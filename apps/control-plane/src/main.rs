use std::{net::SocketAddr, path::PathBuf};

use anyhow::Result;
use clap::Parser;
use fx_control_plane::config::Config;

#[derive(Parser, Debug)]
#[command(about = "Serverless control plane: permissions, task scheduling and invocation dispatch")]
struct Args {
    /// Overrides CONTROL_PLANE_BIND_ADDR.
    #[arg(long)]
    bind_addr: Option<SocketAddr>,
    /// Overrides CONTROL_PLANE_SEED_PATH.
    #[arg(long)]
    seed: Option<PathBuf>,
}

#[tokio::main]
async fn main() -> Result<()> {
    let args = Args::parse();
    let mut config = Config::from_env()?;
    if let Some(bind_addr) = args.bind_addr {
        config.bind_addr = bind_addr;
    }
    if let Some(seed) = args.seed {
        config.seed_path = Some(seed);
    }

    let filter = tracing_subscriber::EnvFilter::try_from_default_env()
        .unwrap_or_else(|_| tracing_subscriber::EnvFilter::new(&config.log_filter));
    if config.log_json {
        tracing_subscriber::fmt()
            .with_env_filter(filter)
            .json()
            .init();
    } else {
        tracing_subscriber::fmt().with_env_filter(filter).init();
    }

    fx_control_plane::serve(config).await
}
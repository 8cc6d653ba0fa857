#![forbid(unsafe_code)]

use std::{sync::Arc, time::Duration};

use anyhow::Result;
use tokio::net::TcpListener;
use tracing::info;

use crate::{
    config::Config,
    dispatch::{
        ComputeBackend, DispatcherSettings, HttpComputeBackend, InvocationDispatcher,
        RedirectClient,
    },
    jwks::JwksCache,
    permissions::PermissionResolver,
    seed::Seed,
    server::{AppState, build_router},
    tasks::{QueueBackend, TaskScheduler, TaskStatisticsCache},
};

pub mod accounts;
pub mod analytics;
pub mod api_envelope;
pub mod audit;
pub mod config;
pub mod dispatch;
pub mod jwks;
pub mod permissions;
pub mod seed;
pub mod server;
pub mod tasks;

const JWKS_FETCH_TIMEOUT: Duration = Duration::from_secs(10);

pub async fn build_app_state(config: Config) -> Result<AppState> {
    let accounts = accounts::memory();
    let functions = dispatch::functions::memory();
    if let Some(path) = config.seed_path.as_deref() {
        Seed::load(path)?.apply(&accounts, &functions).await?;
    }

    let permissions = Arc::new(PermissionResolver::new(
        accounts,
        audit::tracing_sink(),
        Arc::new(JwksCache::new(JWKS_FETCH_TIMEOUT)?),
        config.jwt_audience.clone(),
    ));

    let queues: Arc<dyn QueueBackend> = tasks::queue::memory();
    let stats = Arc::new(TaskStatisticsCache::new(
        queues.clone(),
        config.task_stats_cache_ttl(),
    ));
    TaskStatisticsCache::spawn_sweeper(Arc::downgrade(&stats), config.task_stats_cache_ttl());
    let scheduler = Arc::new(TaskScheduler::new(
        tasks::store::memory(),
        queues,
        stats,
        config.default_max_running,
    ));

    let compute: Arc<dyn ComputeBackend> = match config.compute_base_url.as_deref() {
        Some(base_url) => Arc::new(HttpComputeBackend::new(
            base_url,
            config.compute_connect_timeout(),
        )?),
        None => dispatch::compute::memory(),
    };
    let redirect = Arc::new(RedirectClient::new(config.redirect_max_response_bytes)?);
    let dispatcher = Arc::new(InvocationDispatcher::new(
        functions.clone(),
        permissions.clone(),
        scheduler.clone(),
        compute,
        redirect,
        analytics::tracing_sink(),
        DispatcherSettings {
            public_base_url: config.public_base_url.clone(),
            realtime_logs_enabled: config.realtime_logs_enabled,
        },
    ));

    Ok(AppState::new(
        config,
        dispatcher,
        permissions,
        scheduler,
        functions,
    ))
}

pub async fn build_app(config: Config) -> Result<axum::Router> {
    Ok(build_router(build_app_state(config).await?))
}

pub async fn serve(config: Config) -> Result<()> {
    let listener = TcpListener::bind(config.bind_addr).await?;
    info!(
        service = %config.service_name,
        bind_addr = %config.bind_addr,
        "control plane listening"
    );
    axum::serve(listener, build_app(config).await?).await?;
    Ok(())
}
//! Collection scanner
//!
//! Fetches a whole collection in one request and hands it out one document
//! at a time. A scan is consumed as it is iterated; walking the collection
//! again needs a fresh [`scan`].

use tracing::{debug, info};

use crate::document::Document;
use crate::error::BackfillError;
use crate::store::DocumentStore;

/// Snapshot of one collection, yielded in ascending id order
#[derive(Debug)]
pub struct CollectionScan {
    collection: String,
    total: usize,
    docs: std::vec::IntoIter<Document>,
}

impl CollectionScan {
    fn new(collection: &str, mut docs: Vec<Document>) -> Self {
        // Backends may return any order; resume cursors rely on id order.
        docs.sort_by(|a, b| a.id.cmp(&b.id));
        Self {
            collection: collection.to_string(),
            total: docs.len(),
            docs: docs.into_iter(),
        }
    }

    pub fn collection(&self) -> &str {
        &self.collection
    }

    /// Number of documents in the snapshot, before any resume skipping
    pub fn total(&self) -> usize {
        self.total
    }

    /// Drop every remaining document whose id is `<= cursor`
    pub fn resume_after(self, cursor: &str) -> Self {
        let remaining: Vec<Document> = self.docs.filter(|doc| doc.id.as_str() > cursor).collect();
        debug!(
            collection = %self.collection,
            cursor = %cursor,
            remaining = remaining.len(),
            "Resuming scan after cursor"
        );
        Self {
            collection: self.collection,
            total: self.total,
            docs: remaining.into_iter(),
        }
    }
}

impl Iterator for CollectionScan {
    type Item = Document;

    fn next(&mut self) -> Option<Self::Item> {
        self.docs.next()
    }

    fn size_hint(&self) -> (usize, Option<usize>) {
        self.docs.size_hint()
    }
}

impl ExactSizeIterator for CollectionScan {}

/// Request the full snapshot of `collection`
pub async fn scan(store: &dyn DocumentStore, collection: &str) -> Result<CollectionScan, BackfillError> {
    let docs = store
        .list(collection)
        .await
        .map_err(|source| BackfillError::Scan {
            collection: collection.to_string(),
            source,
        })?;
    info!(collection = %collection, documents = docs.len(), "Scanned collection");
    Ok(CollectionScan::new(collection, docs))
}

- TASK BRIEF -
When a line in the material above holds the word "docs", count it; report only the total.

- EXERCISE RESPONSE -
12